The election - a vote to choose rural development officials - was called suddenly, giving parties only a week to register candidates before the first round of the eight-phase polling began last month, political leaders said.
Many prominent Kashmiri politicians and public figures remain in detention with no recourse, or under threat.
And hundreds of thousands of political workers for India's Hindu-nationalist ruling party, the Bharatiya Janata Party (BJP), travelled through the region carrying banners and signs, hoping to make a strong showing in a mostly Muslim territory where it has traditionally been loathed.
The party did appear to make some inroads, winning at least three seats and leading in several dozen races in the 280-seat District Development Council.
But some of the voter engagement appeared to stem more from defiance than satisfaction.
"We'd never want the BJP to be in power in Kashmir," said Ms Kulsoom Chopan, 21, while waiting to vote in Bandipora, a northern district. "We would never vote for India."
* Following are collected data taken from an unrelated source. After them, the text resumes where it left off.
use dashmap::DashMap;
use std::time::{Duration, Instant};
use tracing::warn;

// ---------------------------------------------------------------------------
// Error
// ---------------------------------------------------------------------------

/// Errors that can occur when enforcing rate limits.
///
/// Rate limiters use a token bucket algorithm to control request rates across
/// different keys (e.g., users, endpoints, global limits). This error indicates
/// that a rate limit has been exceeded and provides timing information for retry.
///
/// # Examples
///
/// ```rust
/// use aura_harness::rate_limiter::{RateLimiter, RateLimitConfig, RateLimitError};
///
/// fn handle_rate_limit() {
///     let limiter = RateLimiter::new(RateLimitConfig::per_second(10));
///
///     match limiter.check("user_123") {
///         Err(RateLimitError::Exceeded { key, retry_after }) => {
///             println!("Rate limit exceeded for '{}', retry after {:?}", key, retry_after);
///             // Implement exponential backoff or wait for retry_after duration
///         }
///         Ok(()) => {
///             // Request allowed, proceed with operation
///         }
///     }
/// }
/// ```
#[derive(Debug, thiserror::Error)]
pub enum RateLimitError {
    /// The rate limit was exceeded for the specified key.
    ///
    /// The token bucket for this key has insufficient tokens to allow the request.
    /// This indicates that the request rate has exceeded the configured limit.
    ///
    /// Callers should implement retry logic that respects the `retry_after` duration,
    /// typically using exponential backoff strategies to avoid overwhelming the system.
    ///
    /// # Fields
    ///
    /// - `key`: The rate limit key that was exceeded (e.g., user ID, endpoint name)
    /// - `retry_after`: Duration to wait before the next request would be allowed
    #[error("rate limit exceeded for key `{key}` â€“ retry after {retry_after:?}")]
    Exceeded {
        /// The rate limit key that exceeded its quota.
        key: String,
        /// Duration to wait before retrying.
        retry_after: Duration,
    },
}

// ---------------------------------------------------------------------------
// Config
// ---------------------------------------------------------------------------

#[derive(Debug, Clone)]
pub struct RateLimitConfig {
    /// Tokens added per second.
    pub tokens_per_second: f64,
    /// Maximum burst size (bucket capacity).
    pub max_burst: f64,
    /// Window duration (informational, used for helper constructors).
    pub window: Duration,
}

impl RateLimitConfig {
    /// Allow `count` requests per second.
    pub fn per_second(count: u64) -> Self {
        Self {
            tokens_per_second: count as f64,
            max_burst: count as f64,
            window: Duration::from_secs(1),
        }
    }

    /// Allow `count` requests per minute.
    pub fn per_minute(count: u64) -> Self {
        Self {
            tokens_per_second: count as f64 / 60.0,
            max_burst: count as f64,
            window: Duration::from_secs(60),
        }
    }

    /// Allow `count` requests per hour.
    pub fn per_hour(count: u64) -> Self {
        Self {
            tokens_per_second: count as f64 / 3600.0,
            max_burst: count as f64,
            window: Duration::from_secs(3600),
        }
    }

    /// Override the max burst capacity.
    pub fn with_burst(mut self, burst: u64) -> Self {
        self.max_burst = burst as f64;
        self
    }
}

// ---------------------------------------------------------------------------
// Bucket (per-key state)
// ---------------------------------------------------------------------------

#[derive(Debug, Clone)]
struct TokenBucket {
    tokens: f64,
    last_refill: Instant,
}

impl TokenBucket {
    fn new(max_burst: f64) -> Self {
        Self {
            tokens: max_burst,
            last_refill: Instant::now(),
        }
    }

    /// Refill tokens based on elapsed time, capped at `max_burst`.
    fn refill(&mut self, tokens_per_second: f64, max_burst: f64) {
        let now = Instant::now();
        let elapsed = now.duration_since(self.last_refill).as_secs_f64();
        self.tokens = (self.tokens + elapsed * tokens_per_second).min(max_burst);
        self.last_refill = now;
    }

    /// Try to consume `cost` tokens.  Returns `Ok(())` or an error with retry
    /// duration.
    fn try_consume(
        &mut self,
        cost: f64,
        tokens_per_second: f64,
        max_burst: f64,
    ) -> Result<(), Duration> {
        self.refill(tokens_per_second, max_burst);
        if self.tokens >= cost {
            self.tokens -= cost;
            Ok(())
        } else {
            let deficit = cost - self.tokens;
            let wait = Duration::from_secs_f64(deficit / tokens_per_second);
            Err(wait)
        }
    }
}

// ---------------------------------------------------------------------------
// RateLimiter
// ---------------------------------------------------------------------------

#[derive(Debug)]
pub struct RateLimiter {
    config: RateLimitConfig,
    buckets: DashMap<String, TokenBucket>,
}

impl RateLimiter {
    pub fn new(config: RateLimitConfig) -> Self {
        Self {
            config,
            buckets: DashMap::new(),
        }
    }

    /// Check whether a single-cost request is allowed for `key`.
    pub fn check(&self, key: &str) -> Result<(), RateLimitError> {
        self.check_with_cost(key, 1.0)
    }

    /// Check whether a request with the given `cost` is allowed for `key`.
    pub fn check_with_cost(&self, key: &str, cost: f64) -> Result<(), RateLimitError> {
        let mut bucket = self
            .buckets
            .entry(key.to_string())
            .or_insert_with(|| TokenBucket::new(self.config.max_burst));

        match bucket.try_consume(cost, self.config.tokens_per_second, self.config.max_burst) {
            Ok(()) => Ok(()),
            Err(retry_after) => {
                warn!(key, ?retry_after, "rate limit exceeded");
                Err(RateLimitError::Exceeded {
                    key: key.to_string(),
                    retry_after,
                })
            }
        }
    }

    /// Returns the approximate number of tokens remaining for `key`.
    pub fn remaining(&self, key: &str) -> f64 {
        match self.buckets.get(key) {
            Some(bucket) => {
                let elapsed = bucket.last_refill.elapsed().as_secs_f64();
                (bucket.tokens + elapsed * self.config.tokens_per_second).min(self.config.max_burst)
            }
            None => self.config.max_burst,
        }
    }
}

// ---------------------------------------------------------------------------
// MultiKeyRateLimiter
// ---------------------------------------------------------------------------

/// Enforces multiple rate-limit tiers: global, per-user, and per-endpoint.
#[derive(Debug)]
pub struct MultiKeyRateLimiter {
    global: RateLimiter,
    per_user: RateLimiter,
    per_endpoint: RateLimiter,
}

impl MultiKeyRateLimiter {
    pub fn new(
        global_config: RateLimitConfig,
        per_user_config: RateLimitConfig,
        per_endpoint_config: RateLimitConfig,
    ) -> Self {
        Self {
            global: RateLimiter::new(global_config),
            per_user: RateLimiter::new(per_user_config),
            per_endpoint: RateLimiter::new(per_endpoint_config),
        }
    }

    /// Check all three tiers.  Returns the first error encountered.
    pub fn check_all(&self, user_key: &str, endpoint_key: &str) -> Result<(), RateLimitError> {
        self.global.check("global")?;
        self.per_user.check(user_key)?;
        self.per_endpoint.check(endpoint_key)?;
        Ok(())
    }

    /// Check all three tiers with a custom cost.
    pub fn check_all_with_cost(
        &self,
        user_key: &str,
        endpoint_key: &str,
        cost: f64,
    ) -> Result<(), RateLimitError> {
        self.global.check_with_cost("global", cost)?;
        self.per_user.check_with_cost(user_key, cost)?;
        self.per_endpoint.check_with_cost(endpoint_key, cost)?;
        Ok(())
    }
}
This relatively small-stakes election was the first time that India has allowed foreign reporters into Jammu and Kashmir since August last year, when Prime Minister Narendra Modi's government revoked the constitutional provision that gave the region some political autonomy.
Activists say hundreds of people, including separatists, political moderates, civil society advocates and journalists, remain in jail after they were swept up last year.